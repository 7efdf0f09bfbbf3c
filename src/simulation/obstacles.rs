//! Circular obstacles and the three sets they are kept in
//!
//! Tables are static; seated customers and the walking crowd are refreshed
//! every step. Customers steer around tables and seated guests, staff around
//! all three.

use super::types::{AgentId, Position, TableId, EPSILON};

/// A circle on the floor plane
#[derive(Debug, Clone, Copy, PartialEq)]
pub struct Circle {
    pub center: Position,
    pub radius: f32,
}

impl Circle {
    pub fn new(center: Position, radius: f32) -> Self {
        Self { center, radius }
    }
}

/// What produced an obstacle circle
#[derive(Debug, Clone, Copy, PartialEq, Eq)]
pub enum ObstacleSource {
    Table(TableId),
    Seated(AgentId),
    Crowd(AgentId),
}

#[derive(Debug, Clone, Copy, PartialEq)]
pub struct Obstacle {
    pub circle: Circle,
    pub source: ObstacleSource,
}

impl Obstacle {
    pub fn is_table(&self, table: TableId) -> bool {
        self.source == ObstacleSource::Table(table)
    }

    pub fn is_agent(&self, agent: AgentId) -> bool {
        matches!(self.source, ObstacleSource::Seated(id) | ObstacleSource::Crowd(id) if id == agent)
    }
}

/// Static, seated and crowd obstacles, maintained independently
#[derive(Debug, Clone, Default)]
pub struct ObstacleSet {
    pub tables: Vec<Obstacle>,
    pub seated: Vec<Obstacle>,
    pub crowd: Vec<Obstacle>,
}

impl ObstacleSet {
    pub fn new() -> Self {
        Self::default()
    }

    pub fn set_tables(&mut self, tables: impl IntoIterator<Item = (TableId, Circle)>) {
        self.tables = tables
            .into_iter()
            .map(|(id, circle)| Obstacle {
                circle,
                source: ObstacleSource::Table(id),
            })
            .collect();
    }

    /// Replace the per-step customer circles
    pub fn set_customers(
        &mut self,
        seated: impl IntoIterator<Item = (AgentId, Circle)>,
        crowd: impl IntoIterator<Item = (AgentId, Circle)>,
    ) {
        self.seated = seated
            .into_iter()
            .map(|(id, circle)| Obstacle {
                circle,
                source: ObstacleSource::Seated(id),
            })
            .collect();
        self.crowd = crowd
            .into_iter()
            .map(|(id, circle)| Obstacle {
                circle,
                source: ObstacleSource::Crowd(id),
            })
            .collect();
    }

    /// What customers avoid: tables and seated guests
    pub fn for_customers(&self) -> impl Iterator<Item = &Obstacle> {
        self.tables.iter().chain(self.seated.iter())
    }

    /// What staff avoid: everything
    pub fn for_staff(&self) -> impl Iterator<Item = &Obstacle> {
        self.tables
            .iter()
            .chain(self.seated.iter())
            .chain(self.crowd.iter())
    }

    /// Flat circle list for the render layer
    pub fn circles(&self) -> Vec<Circle> {
        self.for_staff().map(|o| o.circle).collect()
    }
}

/// A slot between two obstacles too narrow to walk through comfortably
#[derive(Debug, Clone, Copy, PartialEq)]
pub struct NarrowGap {
    pub midpoint: Position,
    /// Unit vector from the first circle centre to the second
    pub axis: Position,
    /// Free space between the two circle edges
    pub width: f32,
}

/// Find gaps narrower than `threshold` between pairs of circles
pub fn find_narrow_gaps<'a>(
    obstacles: impl IntoIterator<Item = &'a Obstacle>,
    threshold: f32,
) -> Vec<NarrowGap> {
    let circles: Vec<Circle> = obstacles.into_iter().map(|o| o.circle).collect();
    let mut gaps = Vec::new();
    for (i, a) in circles.iter().enumerate() {
        for b in &circles[i + 1..] {
            let delta = b.center - a.center;
            let dist = delta.length();
            let width = dist - a.radius - b.radius;
            if width <= 0.0 || width >= threshold || dist < EPSILON {
                continue;
            }
            let axis = delta * (1.0 / dist);
            // Midpoint of the free span, not of the centres
            let midpoint = a.center + axis * (a.radius + width * 0.5);
            gaps.push(NarrowGap {
                midpoint,
                axis,
                width,
            });
        }
    }
    gaps
}

/// Distance from `p` to segment a-b, the segment parameter, and the closest point
pub fn point_segment_distance(p: Position, a: Position, b: Position) -> (f32, f32, Position) {
    let ab = b - a;
    let len_sq = ab.length_squared();
    let t = if len_sq > EPSILON {
        ((p - a).dot(&ab) / len_sq).clamp(0.0, 1.0)
    } else {
        0.0
    };
    let closest = a + ab * t;
    (p.distance(&closest), t, closest)
}
/// Push direction from `a` towards `b` and how far they must part, if they
/// overlap. Two customers both between the door jambs part along z, since
/// the jambs pin their x. Coincident bodies split along +x.
fn contact(a: &Body, b: &Body, min_gap: f32, front_z: f32) -> Option<(Position, f32)> {
    let delta = b.position - a.position;
    let dist = delta.length();
    if dist >= min_gap {
        return None;
    }
    let in_door = |body: &Body| body.through_door && body.position.z > front_z;
    if in_door(a) && in_door(b) {
        let needed = (min_gap * min_gap - delta.x * delta.x).max(0.0).sqrt();
        let sign = if delta.z.abs() > EPSILON { delta.z.signum() } else { 1.0 };
        return Some((Position::new(0.0, sign), needed - delta.z.abs()));
    }
    let normal = if dist > EPSILON {
        delta * (1.0 / dist)
    } else {
        Position::new(1.0, 0.0)
    };
    Some((normal, min_gap - dist))
}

- Aim of the task -
The response must restate every entry word for word.

- Solution to this problem -
repository 7efdf0f09bfbbf3c
filename src/simulation/obstacles.rs
//! Circular obstacles and the three sets they are kept in
//!
//! Tables are static; seated customers and the walking crowd are refreshed
//! every step. Customers steer around tables and seated guests, staff around
//! all three.

use super::types::{AgentId, Position, TableId, EPSILON};

/// A circle on the floor plane
#[derive(Debug, Clone, Copy, PartialEq)]
pub struct Circle {
    pub center: Position,
    pub radius: f32,
}

impl Circle {
    pub fn new(center: Position, radius: f32) -> Self {
        Self { center, radius }
    }
}

/// What produced an obstacle circle
#[derive(Debug, Clone, Copy, PartialEq, Eq)]
pub enum ObstacleSource {
    Table(TableId),
    Seated(AgentId),
    Crowd(AgentId),
}

#[derive(Debug, Clone, Copy, PartialEq)]
pub struct Obstacle {
    pub circle: Circle,
    pub source: ObstacleSource,
}

impl Obstacle {
    pub fn is_table(&self, table: TableId) -> bool {
        self.source == ObstacleSource::Table(table)
    }

    pub fn is_agent(&self, agent: AgentId) -> bool {
        matches!(self.source, ObstacleSource::Seated(id) | ObstacleSource::Crowd(id) if id == agent)
    }
}

/// Static, seated and crowd obstacles, maintained independently
#[derive(Debug, Clone, Default)]
pub struct ObstacleSet {
    pub tables: Vec<Obstacle>,
    pub seated: Vec<Obstacle>,
    pub crowd: Vec<Obstacle>,
}

impl ObstacleSet {
    pub fn new() -> Self {
        Self::default()
    }

    pub fn set_tables(&mut self, tables: impl IntoIterator<Item = (TableId, Circle)>) {
        self.tables = tables
            .into_iter()
            .map(|(id, circle)| Obstacle {
                circle,
                source: ObstacleSource::Table(id),
            })
            .collect();
    }

    /// Replace the per-step customer circles
    pub fn set_customers(
        &mut self,
        seated: impl IntoIterator<Item = (AgentId, Circle)>,
        crowd: impl IntoIterator<Item = (AgentId, Circle)>,
    ) {
        self.seated = seated
            .into_iter()
            .map(|(id, circle)| Obstacle {
                circle,
                source: ObstacleSource::Seated(id),
            })
            .collect();
        self.crowd = crowd
            .into_iter()
            .map(|(id, circle)| Obstacle {
                circle,
                source: ObstacleSource::Crowd(id),
            })
            .collect();
    }

    /// What customers avoid: tables and seated guests
    pub fn for_customers(&self) -> impl Iterator<Item = &Obstacle> {
        self.tables.iter().chain(self.seated.iter())
    }

    /// What staff avoid: everything
    pub fn for_staff(&self) -> impl Iterator<Item = &Obstacle> {
        self.tables
            .iter()
            .chain(self.seated.iter())
            .chain(self.crowd.iter())
    }

    /// Flat circle list for the render layer
    pub fn circles(&self) -> Vec<Circle> {
        self.for_staff().map(|o| o.circle).collect()
    }
}

/// A slot between two obstacles too narrow to walk through comfortably
#[derive(Debug, Clone, Copy, PartialEq)]
pub struct NarrowGap {
    pub midpoint: Position,
    /// Unit vector from the first circle centre to the second
    pub axis: Position,
    /// Free space between the two circle edges
    pub width: f32,
}

/// Find gaps narrower than `threshold` between pairs of circles
pub fn find_narrow_gaps<'a>(
    obstacles: impl IntoIterator<Item = &'a Obstacle>,
    threshold: f32,
) -> Vec<NarrowGap> {
    let circles: Vec<Circle> = obstacles.into_iter().map(|o| o.circle).collect();
    let mut gaps = Vec::new();
    for (i, a) in circles.iter().enumerate() {
        for b in &circles[i + 1..] {
            let delta = b.center - a.center;
            let dist = delta.length();
            let width = dist - a.radius - b.radius;
            if width <= 0.0 || width >= threshold || dist < EPSILON {
                continue;
            }
            let axis = delta * (1.0 / dist);
            // Midpoint of the free span, not of the centres
            let midpoint = a.center + axis * (a.radius + width * 0.5);
            gaps.push(NarrowGap {
                midpoint,
                axis,
                width,
            });
        }
    }
    gaps
}

/// Distance from `p` to segment a-b, the segment parameter, and the closest point
pub fn point_segment_distance(p: Position, a: Position, b: Position) -> (f32, f32, Position) {
    let ab = b - a;
    let len_sq = ab.length_squared();
    let t = if len_sq > EPSILON {
        ((p - a).dot(&ab) / len_sq).clamp(0.0, 1.0)
    } else {
        0.0
    };
    let closest = a + ab * t;
    (p.distance(&closest), t, closest)
}
/// Push direction from `a` towards `b` and how far they must part, if they
/// overlap. Two customers both between the door jambs part along z, since
/// the jambs pin their x. Coincident bodies split along +x.
fn contact(a: &Body, b: &Body, min_gap: f32, front_z: f32) -> Option<(Position, f32)> {
    let delta = b.position - a.position;
    let dist = delta.length();
    if dist >= min_gap {
        return None;
    }
    let in_door = |body: &Body| body.through_door && body.position.z > front_z;
    if in_door(a) && in_door(b) {
        let needed = (min_gap * min_gap - delta.x * delta.x).max(0.0).sqrt();
        let sign = if delta.z.abs() > EPSILON { delta.z.signum() } else { 1.0 };
        return Some((Position::new(0.0, sign), needed - delta.z.abs()));
    }
    let normal = if dist > EPSILON {
        delta * (1.0 / dist)
    } else {
        Position::new(1.0, 0.0)
    };
    Some((normal, min_gap - dist))
}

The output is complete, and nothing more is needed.